Non-modal behavior in the linear regime of high-speed boundary layer flows: Flow–thermodynamic interactions

Abstract

The flow–thermodynamic interactions in the transient linear regime of high-speed boundary layers starting from non-modal initial conditions are studied using direct numerical simulation. These simulations are performed at different Mach numbers: M∈[3,6]. The perturbation velocity field is decomposed into solenoidal and dilatational components using the Helmholtz decomposition. It is shown that at high speeds, random pressure perturbations evolve to their asymptotic state in three distinct stages. In stage 1, pressure–dilatation engenders rapid transfer from internal to kinetic energy leading to a balance between the two forms.
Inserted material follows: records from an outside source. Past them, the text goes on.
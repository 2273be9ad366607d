//! Typed errors and HTTP mapping.

use crate::model::EMAIL_UNIQUE_CONSTRAINT;
use axum::{
    http::StatusCode,
    response::{IntoResponse, Response},
    Json,
};
use serde::Serialize;
use thiserror::Error;

#[derive(Error, Debug)]
pub enum ConfigError {
    #[error("invalid value for {key}: {value}")]
    InvalidValue { key: &'static str, value: String },
    #[error("unknown store backend '{0}' (expected 'postgres' or 'memory')")]
    UnknownStore(String),
}

/// Failures reported by a [`crate::store::CustomerStore`].
#[derive(Error, Debug)]
pub enum StoreError {
    #[error("email already registered: {0}")]
    DuplicateEmail(String),
    #[error("unique constraint {constraint} violated")]
    UniqueViolation { constraint: String },
    #[error("database: {0}")]
    Db(#[source] sqlx::Error),
    #[error("store unavailable: {0}")]
    Unavailable(String),
}

/// SQLSTATE for `unique_violation`.
const PG_UNIQUE_VIOLATION: &str = "23505";

impl StoreError {
    /// Map a sqlx error. A unique violation on the email constraint becomes
    /// [`StoreError::DuplicateEmail`] carrying `email`, or the key Postgres reports when `email`
    /// is not known (batch inserts). Other unique violations keep their constraint name.
    pub fn from_sqlx(e: sqlx::Error, email: Option<&str>) -> Self {
        if let sqlx::Error::Database(db) = &e {
            if db.code().as_deref() == Some(PG_UNIQUE_VIOLATION) {
                let detail = db
                    .try_downcast_ref::<sqlx::postgres::PgDatabaseError>()
                    .and_then(|pg| pg.detail());
                return unique_violation(db.constraint(), email, detail);
            }
        }
        if matches!(e, sqlx::Error::Io(_) | sqlx::Error::PoolTimedOut | sqlx::Error::PoolClosed) {
            return StoreError::Unavailable(e.to_string());
        }
        StoreError::Db(e)
    }
}

fn unique_violation(constraint: Option<&str>, email: Option<&str>, detail: Option<&str>) -> StoreError {
    match constraint {
        Some(EMAIL_UNIQUE_CONSTRAINT) => {
            let email = email
                .map(str::to_string)
                .or_else(|| detail.and_then(conflicting_email))
                .unwrap_or_default();
            StoreError::DuplicateEmail(email)
        }
        other => StoreError::UniqueViolation {
            constraint: other.unwrap_or("unknown").to_string(),
        },
    }
}

/// Value from a Postgres detail line such as `Key (email)=(a@b.io) already exists.`
fn conflicting_email(detail: &str) -> Option<String> {
    let rest = detail.strip_prefix("Key (email)=(")?;
    let end = rest.rfind(") already exists")?;
    Some(rest[..end].to_string())
}

impl From<sqlx::Error> for StoreError {
    fn from(e: sqlx::Error) -> Self {
        StoreError::from_sqlx(e, None)
    }
}

/// Failures of the dev utilities (bulk generation and table clear).
#[derive(Error, Debug)]
pub enum DevError {
    #[error("could not draw a unique email for record {slot} after {attempts} attempts; no records were added")]
    GenerationExhausted { slot: u64, attempts: u64 },
    #[error("bulk insert failed: {source}. No records were added. Current count: {prior_count}")]
    BulkInsertFailed {
        prior_count: u64,
        #[source]
        source: StoreError,
    },
    #[error("failed to truncate the customers table: {source}")]
    ClearFailed {
        #[source]
        source: StoreError,
    },
    #[error(transparent)]
    Store(#[from] StoreError),
}

#[derive(Error, Debug)]
pub enum AppError {
    #[error(transparent)]
    Config(#[from] ConfigError),
    #[error("not found: {0}")]
    NotFound(String),
    #[error("validation: {0}")]
    Validation(String),
    #[error("email already registered: {0}")]
    DuplicateEmail(String),
    #[error("bad request: {0}")]
    BadRequest(String),
    #[error(transparent)]
    Store(StoreError),
    #[error(transparent)]
    Dev(#[from] DevError),
}

impl From<StoreError> for AppError {
    fn from(e: StoreError) -> Self {
        match e {
            StoreError::DuplicateEmail(email) => AppError::DuplicateEmail(email),
            other => AppError::Store(other),
        }
    }
}

#[derive(Serialize)]
pub struct ErrorBody {
    pub error: ErrorDetail,
}

#[derive(Serialize)]
pub struct ErrorDetail {
    pub code: String,
    pub message: String,
    #[serde(skip_serializing_if = "Option::is_none")]
    pub details: Option<serde_json::Value>,
}

impl AppError {
    pub fn status_and_code(&self) -> (StatusCode, &'static str) {
        match self {
            AppError::Config(_) => (StatusCode::INTERNAL_SERVER_ERROR, "config_error"),
            AppError::NotFound(_) => (StatusCode::NOT_FOUND, "not_found"),
            AppError::Validation(_) => (StatusCode::UNPROCESSABLE_ENTITY, "validation_error"),
            AppError::DuplicateEmail(_) => (StatusCode::CONFLICT, "duplicate_email"),
            AppError::BadRequest(_) => (StatusCode::BAD_REQUEST, "bad_request"),
            AppError::Store(StoreError::UniqueViolation { .. }) => (StatusCode::CONFLICT, "unique_violation"),
            AppError::Store(StoreError::Unavailable(_)) => (StatusCode::SERVICE_UNAVAILABLE, "store_unavailable"),
            AppError::Store(_) => (StatusCode::INTERNAL_SERVER_ERROR, "database_error"),
            AppError::Dev(DevError::GenerationExhausted { .. }) => {
                (StatusCode::INTERNAL_SERVER_ERROR, "generation_exhausted")
            }
            AppError::Dev(DevError::BulkInsertFailed { .. }) => (StatusCode::INTERNAL_SERVER_ERROR, "bulk_insert_failed"),
            AppError::Dev(DevError::ClearFailed { .. }) => (StatusCode::INTERNAL_SERVER_ERROR, "clear_failed"),
            AppError::Dev(DevError::Store(_)) => (StatusCode::INTERNAL_SERVER_ERROR, "database_error"),
        }
    }

    fn details(&self) -> Option<serde_json::Value> {
        match self {
            AppError::Dev(DevError::BulkInsertFailed { prior_count, .. }) => {
                Some(serde_json::json!({ "prior_count": prior_count }))
            }
            AppError::Dev(DevError::GenerationExhausted { slot, attempts }) => {
                Some(serde_json::json!({ "slot": slot, "attempts": attempts }))
            }
            _ => None,
        }
    }
}

impl IntoResponse for AppError {
    fn into_response(self) -> Response {
        let (status, code) = self.status_and_code();
        if status.is_server_error() {
            tracing::error!(error = %self, code, "request failed");
        }
        let body = ErrorBody {
            error: ErrorDetail {
                code: code.to_string(),
                message: self.to_string(),
                details: self.details(),
            },
        };
        (status, Json(body)).into_response()
    }
}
Pressure–dilatation maintains this balance throughout stage 2 with harmonic exchange of energy between the two forms. During this stage, the stable modes decay and the unstable modes establish ascendancy. Stage 3 behavior is dominated almost exclusively by the most unstable mode. Both internal and kinetic energies grow at the rate predicted by linear stability analysis. At this stage, pressure–dilatation is small and production dominates the flow evolution. This behavior is also observed in narrow-band perturbation evolution. Spatial boundary layer simulations are also performed to examine the non-parallel effects on the observed behavior. It is seen that the role of pressure–dilatation essentially remains the same as observed in the parallel flow case.